* [WHAT YOU SHOULD DO] For each line in the data below that holds "second", return a copy.

---

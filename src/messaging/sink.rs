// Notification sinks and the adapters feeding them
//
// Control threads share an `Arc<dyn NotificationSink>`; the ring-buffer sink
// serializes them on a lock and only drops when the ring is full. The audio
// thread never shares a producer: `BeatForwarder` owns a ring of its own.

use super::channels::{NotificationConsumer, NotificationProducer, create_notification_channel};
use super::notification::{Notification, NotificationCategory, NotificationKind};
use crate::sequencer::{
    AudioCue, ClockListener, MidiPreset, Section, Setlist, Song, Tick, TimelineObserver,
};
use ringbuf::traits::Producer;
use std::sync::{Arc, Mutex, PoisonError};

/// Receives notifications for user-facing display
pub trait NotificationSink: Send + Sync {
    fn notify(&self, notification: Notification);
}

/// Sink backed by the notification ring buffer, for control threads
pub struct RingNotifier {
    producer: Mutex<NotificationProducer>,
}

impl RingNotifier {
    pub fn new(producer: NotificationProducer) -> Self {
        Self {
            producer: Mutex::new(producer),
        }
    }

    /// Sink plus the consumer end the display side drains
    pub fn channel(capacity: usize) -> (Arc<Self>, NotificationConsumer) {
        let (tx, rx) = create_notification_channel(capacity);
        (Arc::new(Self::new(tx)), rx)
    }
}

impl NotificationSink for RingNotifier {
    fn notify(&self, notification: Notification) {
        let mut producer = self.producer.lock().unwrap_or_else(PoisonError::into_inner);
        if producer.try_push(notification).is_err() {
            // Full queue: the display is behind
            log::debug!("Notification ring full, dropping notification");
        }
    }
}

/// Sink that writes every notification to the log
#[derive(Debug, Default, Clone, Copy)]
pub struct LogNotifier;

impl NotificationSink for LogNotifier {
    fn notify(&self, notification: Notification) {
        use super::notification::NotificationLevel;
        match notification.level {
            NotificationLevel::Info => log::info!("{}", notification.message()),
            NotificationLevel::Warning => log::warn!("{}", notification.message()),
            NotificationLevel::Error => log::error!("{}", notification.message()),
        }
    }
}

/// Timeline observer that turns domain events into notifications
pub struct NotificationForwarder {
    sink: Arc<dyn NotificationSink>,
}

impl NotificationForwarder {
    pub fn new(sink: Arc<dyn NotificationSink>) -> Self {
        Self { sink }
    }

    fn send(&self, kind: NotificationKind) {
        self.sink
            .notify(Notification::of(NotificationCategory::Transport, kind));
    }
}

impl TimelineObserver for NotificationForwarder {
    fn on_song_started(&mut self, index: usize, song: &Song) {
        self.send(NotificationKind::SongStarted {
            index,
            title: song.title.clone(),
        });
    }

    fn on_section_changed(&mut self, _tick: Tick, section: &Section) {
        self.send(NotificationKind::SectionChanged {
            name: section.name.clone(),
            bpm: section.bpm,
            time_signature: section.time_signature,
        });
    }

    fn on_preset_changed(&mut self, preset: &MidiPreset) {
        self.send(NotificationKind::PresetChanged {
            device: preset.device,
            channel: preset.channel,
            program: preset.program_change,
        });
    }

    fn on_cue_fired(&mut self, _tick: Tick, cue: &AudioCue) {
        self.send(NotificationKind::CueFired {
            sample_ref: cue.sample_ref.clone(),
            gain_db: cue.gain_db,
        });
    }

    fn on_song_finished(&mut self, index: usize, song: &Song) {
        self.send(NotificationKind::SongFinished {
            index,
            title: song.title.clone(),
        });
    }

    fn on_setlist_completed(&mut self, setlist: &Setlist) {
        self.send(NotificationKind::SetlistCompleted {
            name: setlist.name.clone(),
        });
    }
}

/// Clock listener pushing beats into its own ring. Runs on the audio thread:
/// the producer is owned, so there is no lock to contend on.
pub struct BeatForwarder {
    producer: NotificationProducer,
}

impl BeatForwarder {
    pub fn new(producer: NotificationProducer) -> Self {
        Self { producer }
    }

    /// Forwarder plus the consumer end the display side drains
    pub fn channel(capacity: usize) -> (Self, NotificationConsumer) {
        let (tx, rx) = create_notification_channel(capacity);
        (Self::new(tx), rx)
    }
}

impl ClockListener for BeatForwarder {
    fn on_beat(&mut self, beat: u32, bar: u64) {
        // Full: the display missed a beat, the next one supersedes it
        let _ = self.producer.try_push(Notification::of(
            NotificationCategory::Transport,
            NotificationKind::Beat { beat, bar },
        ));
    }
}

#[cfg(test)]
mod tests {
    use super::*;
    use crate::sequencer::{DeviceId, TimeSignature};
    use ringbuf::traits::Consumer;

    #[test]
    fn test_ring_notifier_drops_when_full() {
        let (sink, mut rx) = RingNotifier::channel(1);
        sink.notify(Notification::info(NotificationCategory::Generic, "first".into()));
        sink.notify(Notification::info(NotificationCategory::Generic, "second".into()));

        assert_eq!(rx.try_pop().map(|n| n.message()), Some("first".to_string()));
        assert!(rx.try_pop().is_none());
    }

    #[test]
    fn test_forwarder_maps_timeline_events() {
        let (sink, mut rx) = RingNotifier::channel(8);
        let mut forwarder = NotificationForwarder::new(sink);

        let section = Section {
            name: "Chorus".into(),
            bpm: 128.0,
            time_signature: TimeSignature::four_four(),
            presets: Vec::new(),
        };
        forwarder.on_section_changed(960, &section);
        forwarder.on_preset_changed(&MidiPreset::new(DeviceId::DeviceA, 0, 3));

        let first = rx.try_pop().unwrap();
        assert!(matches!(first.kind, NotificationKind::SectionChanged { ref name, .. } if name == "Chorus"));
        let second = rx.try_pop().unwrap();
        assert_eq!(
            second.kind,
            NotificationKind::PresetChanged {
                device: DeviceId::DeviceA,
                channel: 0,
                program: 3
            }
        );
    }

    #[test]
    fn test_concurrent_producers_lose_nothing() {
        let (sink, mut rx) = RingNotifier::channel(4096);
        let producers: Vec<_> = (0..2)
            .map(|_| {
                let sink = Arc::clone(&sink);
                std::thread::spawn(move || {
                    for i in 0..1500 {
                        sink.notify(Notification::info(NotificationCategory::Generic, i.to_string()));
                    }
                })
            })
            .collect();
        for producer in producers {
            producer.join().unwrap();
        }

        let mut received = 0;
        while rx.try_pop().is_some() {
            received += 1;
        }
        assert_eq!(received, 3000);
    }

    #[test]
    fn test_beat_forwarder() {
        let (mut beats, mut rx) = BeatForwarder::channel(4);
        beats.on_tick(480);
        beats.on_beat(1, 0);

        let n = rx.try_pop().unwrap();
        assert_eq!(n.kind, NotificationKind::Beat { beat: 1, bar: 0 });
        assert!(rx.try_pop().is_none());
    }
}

---

* [FINISHED TASK]
        sink.notify(Notification::info(NotificationCategory::Generic, "second".into()));
        let second = rx.try_pop().unwrap();
            second.kind,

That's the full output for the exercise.